**SOURCE INFORMATION:**
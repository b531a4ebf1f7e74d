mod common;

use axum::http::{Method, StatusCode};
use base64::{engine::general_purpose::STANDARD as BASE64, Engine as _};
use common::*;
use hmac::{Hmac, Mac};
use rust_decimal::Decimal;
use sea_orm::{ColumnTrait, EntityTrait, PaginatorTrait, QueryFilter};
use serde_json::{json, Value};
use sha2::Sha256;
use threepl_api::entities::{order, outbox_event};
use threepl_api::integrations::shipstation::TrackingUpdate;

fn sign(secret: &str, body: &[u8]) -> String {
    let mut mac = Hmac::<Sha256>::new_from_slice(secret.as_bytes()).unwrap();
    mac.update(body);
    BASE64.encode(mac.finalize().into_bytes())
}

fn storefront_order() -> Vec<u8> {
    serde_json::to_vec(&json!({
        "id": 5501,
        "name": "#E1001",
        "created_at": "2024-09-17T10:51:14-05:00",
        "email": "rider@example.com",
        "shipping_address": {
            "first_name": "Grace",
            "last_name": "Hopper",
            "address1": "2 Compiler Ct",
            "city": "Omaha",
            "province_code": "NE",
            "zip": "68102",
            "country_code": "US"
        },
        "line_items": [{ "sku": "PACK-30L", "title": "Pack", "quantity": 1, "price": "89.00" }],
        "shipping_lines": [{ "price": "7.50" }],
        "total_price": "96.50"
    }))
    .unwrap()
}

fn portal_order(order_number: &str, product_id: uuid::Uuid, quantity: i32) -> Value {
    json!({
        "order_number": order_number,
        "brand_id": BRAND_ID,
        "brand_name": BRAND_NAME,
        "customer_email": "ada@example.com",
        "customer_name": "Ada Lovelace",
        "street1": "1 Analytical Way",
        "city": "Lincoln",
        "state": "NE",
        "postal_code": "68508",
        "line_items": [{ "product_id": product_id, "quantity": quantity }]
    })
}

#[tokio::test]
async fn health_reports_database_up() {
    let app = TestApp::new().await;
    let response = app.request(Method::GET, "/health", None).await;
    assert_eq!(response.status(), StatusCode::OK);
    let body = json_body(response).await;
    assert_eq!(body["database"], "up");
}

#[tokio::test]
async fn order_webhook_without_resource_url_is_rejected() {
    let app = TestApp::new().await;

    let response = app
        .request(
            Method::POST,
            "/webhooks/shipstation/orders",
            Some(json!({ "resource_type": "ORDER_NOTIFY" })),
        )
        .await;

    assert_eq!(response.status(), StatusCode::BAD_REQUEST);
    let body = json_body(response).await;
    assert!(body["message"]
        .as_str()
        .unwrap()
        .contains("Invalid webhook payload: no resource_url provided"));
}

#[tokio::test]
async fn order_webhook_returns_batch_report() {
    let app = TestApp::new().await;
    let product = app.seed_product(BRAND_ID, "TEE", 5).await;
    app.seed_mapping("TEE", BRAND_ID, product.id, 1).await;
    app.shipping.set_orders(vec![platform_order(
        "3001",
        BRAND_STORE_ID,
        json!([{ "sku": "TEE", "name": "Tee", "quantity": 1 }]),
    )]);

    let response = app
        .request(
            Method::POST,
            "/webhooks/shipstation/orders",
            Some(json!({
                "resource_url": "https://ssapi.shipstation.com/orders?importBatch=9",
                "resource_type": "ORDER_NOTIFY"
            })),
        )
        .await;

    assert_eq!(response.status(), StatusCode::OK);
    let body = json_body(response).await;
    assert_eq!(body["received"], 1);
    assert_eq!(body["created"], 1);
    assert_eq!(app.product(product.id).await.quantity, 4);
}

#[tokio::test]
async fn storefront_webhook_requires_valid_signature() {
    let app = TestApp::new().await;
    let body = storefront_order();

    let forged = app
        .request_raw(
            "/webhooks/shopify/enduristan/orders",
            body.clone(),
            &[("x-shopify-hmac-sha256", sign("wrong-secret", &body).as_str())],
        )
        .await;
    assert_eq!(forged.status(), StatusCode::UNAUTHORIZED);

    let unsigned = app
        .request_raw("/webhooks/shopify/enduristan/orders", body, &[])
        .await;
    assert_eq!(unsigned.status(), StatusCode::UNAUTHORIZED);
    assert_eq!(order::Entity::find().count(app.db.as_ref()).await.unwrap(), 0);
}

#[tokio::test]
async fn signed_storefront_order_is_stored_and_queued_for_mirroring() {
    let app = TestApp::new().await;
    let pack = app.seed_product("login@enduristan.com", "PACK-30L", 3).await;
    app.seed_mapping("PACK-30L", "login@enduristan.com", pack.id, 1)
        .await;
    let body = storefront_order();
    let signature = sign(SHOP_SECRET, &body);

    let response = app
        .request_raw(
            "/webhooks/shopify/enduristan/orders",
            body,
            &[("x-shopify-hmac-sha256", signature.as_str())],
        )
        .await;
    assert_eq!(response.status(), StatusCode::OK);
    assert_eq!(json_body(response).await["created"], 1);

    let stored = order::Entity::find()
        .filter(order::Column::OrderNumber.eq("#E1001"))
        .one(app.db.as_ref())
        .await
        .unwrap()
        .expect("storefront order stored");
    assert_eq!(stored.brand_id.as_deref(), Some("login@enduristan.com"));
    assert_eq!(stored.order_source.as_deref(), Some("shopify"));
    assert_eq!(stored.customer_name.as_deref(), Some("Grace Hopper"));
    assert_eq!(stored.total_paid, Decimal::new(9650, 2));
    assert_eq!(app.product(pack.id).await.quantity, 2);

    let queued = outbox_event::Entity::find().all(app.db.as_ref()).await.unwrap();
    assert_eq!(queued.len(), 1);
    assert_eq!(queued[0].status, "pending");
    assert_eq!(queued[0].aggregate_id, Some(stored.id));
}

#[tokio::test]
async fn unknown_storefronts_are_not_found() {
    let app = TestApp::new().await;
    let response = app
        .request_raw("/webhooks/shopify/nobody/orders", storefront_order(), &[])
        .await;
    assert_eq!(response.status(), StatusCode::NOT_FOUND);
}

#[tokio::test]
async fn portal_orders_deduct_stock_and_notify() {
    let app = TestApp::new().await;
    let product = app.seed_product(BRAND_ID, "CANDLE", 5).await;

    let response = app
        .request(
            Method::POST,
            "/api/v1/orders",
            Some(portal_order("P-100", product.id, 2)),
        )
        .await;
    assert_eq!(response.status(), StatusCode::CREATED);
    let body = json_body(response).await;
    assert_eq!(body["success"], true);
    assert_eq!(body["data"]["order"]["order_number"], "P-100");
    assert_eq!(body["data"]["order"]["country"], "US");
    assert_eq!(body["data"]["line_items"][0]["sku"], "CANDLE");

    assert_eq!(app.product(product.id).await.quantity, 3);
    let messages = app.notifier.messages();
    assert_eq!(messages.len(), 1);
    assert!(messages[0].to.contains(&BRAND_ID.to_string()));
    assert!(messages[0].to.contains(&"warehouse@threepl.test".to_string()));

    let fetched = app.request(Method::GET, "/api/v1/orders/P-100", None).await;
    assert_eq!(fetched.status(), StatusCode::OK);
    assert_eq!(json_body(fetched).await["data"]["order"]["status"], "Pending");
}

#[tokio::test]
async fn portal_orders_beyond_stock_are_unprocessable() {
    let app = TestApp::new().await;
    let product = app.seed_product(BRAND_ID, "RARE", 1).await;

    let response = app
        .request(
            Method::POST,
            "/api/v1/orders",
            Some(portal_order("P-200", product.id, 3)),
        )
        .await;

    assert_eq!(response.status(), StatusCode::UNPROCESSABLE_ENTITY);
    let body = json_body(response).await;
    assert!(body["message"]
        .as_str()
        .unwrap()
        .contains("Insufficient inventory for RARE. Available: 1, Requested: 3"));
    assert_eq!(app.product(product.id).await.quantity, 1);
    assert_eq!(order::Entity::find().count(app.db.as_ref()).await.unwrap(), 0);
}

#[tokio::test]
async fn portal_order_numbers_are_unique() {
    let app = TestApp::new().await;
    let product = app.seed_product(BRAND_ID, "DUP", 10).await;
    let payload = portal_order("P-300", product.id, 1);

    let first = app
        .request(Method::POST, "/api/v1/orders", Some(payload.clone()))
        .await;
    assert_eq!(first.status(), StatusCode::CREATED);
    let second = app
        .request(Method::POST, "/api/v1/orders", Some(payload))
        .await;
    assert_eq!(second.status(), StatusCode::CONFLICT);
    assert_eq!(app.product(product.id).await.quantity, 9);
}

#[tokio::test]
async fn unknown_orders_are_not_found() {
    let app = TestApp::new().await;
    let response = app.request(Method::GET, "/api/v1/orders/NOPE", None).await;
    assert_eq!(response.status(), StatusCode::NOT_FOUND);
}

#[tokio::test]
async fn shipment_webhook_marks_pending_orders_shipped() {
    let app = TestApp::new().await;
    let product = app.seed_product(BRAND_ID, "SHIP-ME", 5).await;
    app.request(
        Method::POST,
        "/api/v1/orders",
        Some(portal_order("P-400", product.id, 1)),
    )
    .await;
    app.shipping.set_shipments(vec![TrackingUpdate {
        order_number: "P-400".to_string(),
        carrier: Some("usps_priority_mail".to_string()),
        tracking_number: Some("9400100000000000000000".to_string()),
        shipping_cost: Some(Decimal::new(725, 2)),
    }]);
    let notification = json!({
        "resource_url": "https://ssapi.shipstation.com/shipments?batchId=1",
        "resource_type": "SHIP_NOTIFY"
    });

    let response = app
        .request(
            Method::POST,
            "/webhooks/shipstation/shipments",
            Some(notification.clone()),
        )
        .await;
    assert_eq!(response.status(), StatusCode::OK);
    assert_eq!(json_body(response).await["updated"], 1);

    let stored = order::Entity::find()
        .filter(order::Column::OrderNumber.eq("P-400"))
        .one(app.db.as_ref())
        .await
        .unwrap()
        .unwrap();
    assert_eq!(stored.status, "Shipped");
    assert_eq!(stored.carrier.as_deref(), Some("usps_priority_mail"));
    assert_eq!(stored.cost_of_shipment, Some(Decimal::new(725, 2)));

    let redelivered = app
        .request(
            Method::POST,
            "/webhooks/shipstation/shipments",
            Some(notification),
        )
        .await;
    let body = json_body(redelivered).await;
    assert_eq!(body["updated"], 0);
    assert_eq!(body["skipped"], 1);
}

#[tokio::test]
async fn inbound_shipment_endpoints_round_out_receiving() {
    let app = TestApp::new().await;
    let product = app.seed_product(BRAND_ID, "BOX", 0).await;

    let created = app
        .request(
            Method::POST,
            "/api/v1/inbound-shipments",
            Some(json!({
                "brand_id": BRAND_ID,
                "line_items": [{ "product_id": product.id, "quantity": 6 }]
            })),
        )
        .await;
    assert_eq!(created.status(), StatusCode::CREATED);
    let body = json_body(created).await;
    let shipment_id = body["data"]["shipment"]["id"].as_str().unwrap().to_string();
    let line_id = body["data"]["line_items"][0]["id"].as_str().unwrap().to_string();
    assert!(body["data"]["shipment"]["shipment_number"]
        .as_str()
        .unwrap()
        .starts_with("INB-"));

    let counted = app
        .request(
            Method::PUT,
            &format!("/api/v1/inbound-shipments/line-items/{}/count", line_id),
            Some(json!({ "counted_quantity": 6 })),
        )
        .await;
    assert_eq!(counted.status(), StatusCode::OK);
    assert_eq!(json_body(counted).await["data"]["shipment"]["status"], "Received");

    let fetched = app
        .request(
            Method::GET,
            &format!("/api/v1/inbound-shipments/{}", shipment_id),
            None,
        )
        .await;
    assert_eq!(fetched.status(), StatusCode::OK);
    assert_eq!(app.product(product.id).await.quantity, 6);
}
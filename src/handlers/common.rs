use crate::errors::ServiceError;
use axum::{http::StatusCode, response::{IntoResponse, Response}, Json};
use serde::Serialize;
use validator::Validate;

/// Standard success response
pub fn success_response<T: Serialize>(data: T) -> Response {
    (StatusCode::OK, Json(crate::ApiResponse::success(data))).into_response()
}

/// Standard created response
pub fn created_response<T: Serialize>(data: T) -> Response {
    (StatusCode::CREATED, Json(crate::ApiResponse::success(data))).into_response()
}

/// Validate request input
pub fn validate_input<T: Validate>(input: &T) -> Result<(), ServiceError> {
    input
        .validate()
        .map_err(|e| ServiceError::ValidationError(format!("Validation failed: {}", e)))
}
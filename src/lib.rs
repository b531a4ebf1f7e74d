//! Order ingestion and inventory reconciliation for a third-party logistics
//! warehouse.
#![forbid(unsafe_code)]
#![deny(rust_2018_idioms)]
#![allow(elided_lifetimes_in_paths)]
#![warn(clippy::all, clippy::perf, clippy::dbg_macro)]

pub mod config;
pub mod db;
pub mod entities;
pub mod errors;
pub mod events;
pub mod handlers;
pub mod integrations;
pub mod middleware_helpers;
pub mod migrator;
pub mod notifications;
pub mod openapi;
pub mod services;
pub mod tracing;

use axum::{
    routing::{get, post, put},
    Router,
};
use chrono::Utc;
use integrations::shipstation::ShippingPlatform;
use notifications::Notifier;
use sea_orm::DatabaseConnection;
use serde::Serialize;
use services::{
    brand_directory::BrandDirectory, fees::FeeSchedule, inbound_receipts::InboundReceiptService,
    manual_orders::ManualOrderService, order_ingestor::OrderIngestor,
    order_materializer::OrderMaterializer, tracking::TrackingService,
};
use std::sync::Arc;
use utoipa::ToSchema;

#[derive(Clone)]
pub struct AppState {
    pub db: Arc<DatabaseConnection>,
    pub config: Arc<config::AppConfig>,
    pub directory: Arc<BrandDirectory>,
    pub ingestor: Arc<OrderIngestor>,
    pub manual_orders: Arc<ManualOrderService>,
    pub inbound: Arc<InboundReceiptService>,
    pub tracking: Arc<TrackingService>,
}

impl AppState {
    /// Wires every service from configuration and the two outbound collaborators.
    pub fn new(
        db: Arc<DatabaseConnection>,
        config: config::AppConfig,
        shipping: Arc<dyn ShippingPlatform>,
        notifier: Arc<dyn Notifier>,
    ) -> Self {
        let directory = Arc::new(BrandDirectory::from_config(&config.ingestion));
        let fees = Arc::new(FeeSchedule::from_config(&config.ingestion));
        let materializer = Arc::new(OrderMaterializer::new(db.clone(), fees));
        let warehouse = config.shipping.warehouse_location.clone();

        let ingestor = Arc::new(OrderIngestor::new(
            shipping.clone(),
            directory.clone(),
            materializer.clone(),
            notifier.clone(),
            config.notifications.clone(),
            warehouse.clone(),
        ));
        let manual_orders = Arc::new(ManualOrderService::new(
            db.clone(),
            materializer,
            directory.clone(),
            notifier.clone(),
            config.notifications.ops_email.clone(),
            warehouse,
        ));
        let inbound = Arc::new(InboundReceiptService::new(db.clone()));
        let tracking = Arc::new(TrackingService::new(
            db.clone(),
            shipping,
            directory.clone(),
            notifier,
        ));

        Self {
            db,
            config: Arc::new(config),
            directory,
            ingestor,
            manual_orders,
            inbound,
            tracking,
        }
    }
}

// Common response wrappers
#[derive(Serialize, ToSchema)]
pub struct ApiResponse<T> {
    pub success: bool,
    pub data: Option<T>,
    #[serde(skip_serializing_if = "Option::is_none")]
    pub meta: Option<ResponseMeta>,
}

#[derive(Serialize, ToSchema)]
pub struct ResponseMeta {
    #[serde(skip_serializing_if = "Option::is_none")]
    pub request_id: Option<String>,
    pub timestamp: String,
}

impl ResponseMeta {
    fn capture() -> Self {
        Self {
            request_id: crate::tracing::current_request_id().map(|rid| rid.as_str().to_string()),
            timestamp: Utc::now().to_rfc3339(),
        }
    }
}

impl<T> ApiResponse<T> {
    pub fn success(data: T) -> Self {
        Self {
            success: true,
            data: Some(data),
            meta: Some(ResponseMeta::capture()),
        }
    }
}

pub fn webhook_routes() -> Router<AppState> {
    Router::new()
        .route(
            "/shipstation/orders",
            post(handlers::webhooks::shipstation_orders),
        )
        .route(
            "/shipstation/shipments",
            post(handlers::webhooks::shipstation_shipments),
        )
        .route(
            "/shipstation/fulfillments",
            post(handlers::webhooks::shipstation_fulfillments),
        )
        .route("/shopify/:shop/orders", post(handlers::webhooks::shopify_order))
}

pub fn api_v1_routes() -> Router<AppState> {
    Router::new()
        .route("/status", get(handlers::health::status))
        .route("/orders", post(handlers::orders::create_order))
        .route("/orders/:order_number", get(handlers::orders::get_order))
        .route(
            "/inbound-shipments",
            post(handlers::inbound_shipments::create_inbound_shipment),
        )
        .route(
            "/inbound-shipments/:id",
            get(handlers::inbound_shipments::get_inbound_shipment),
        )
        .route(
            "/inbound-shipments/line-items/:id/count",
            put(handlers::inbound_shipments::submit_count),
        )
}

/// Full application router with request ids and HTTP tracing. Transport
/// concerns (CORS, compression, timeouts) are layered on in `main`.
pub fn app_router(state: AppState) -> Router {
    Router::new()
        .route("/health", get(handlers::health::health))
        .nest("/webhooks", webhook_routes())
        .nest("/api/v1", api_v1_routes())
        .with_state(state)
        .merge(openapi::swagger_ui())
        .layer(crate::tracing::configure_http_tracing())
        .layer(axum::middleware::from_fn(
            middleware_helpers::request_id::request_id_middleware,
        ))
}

**TASK OBJECTIVE:**
Reading through the records above, report each line in which the string "struct" is found.

**SOLUTION TO THIS TASK:**
pub struct AppState {
pub struct ApiResponse<T> {
pub struct ResponseMeta {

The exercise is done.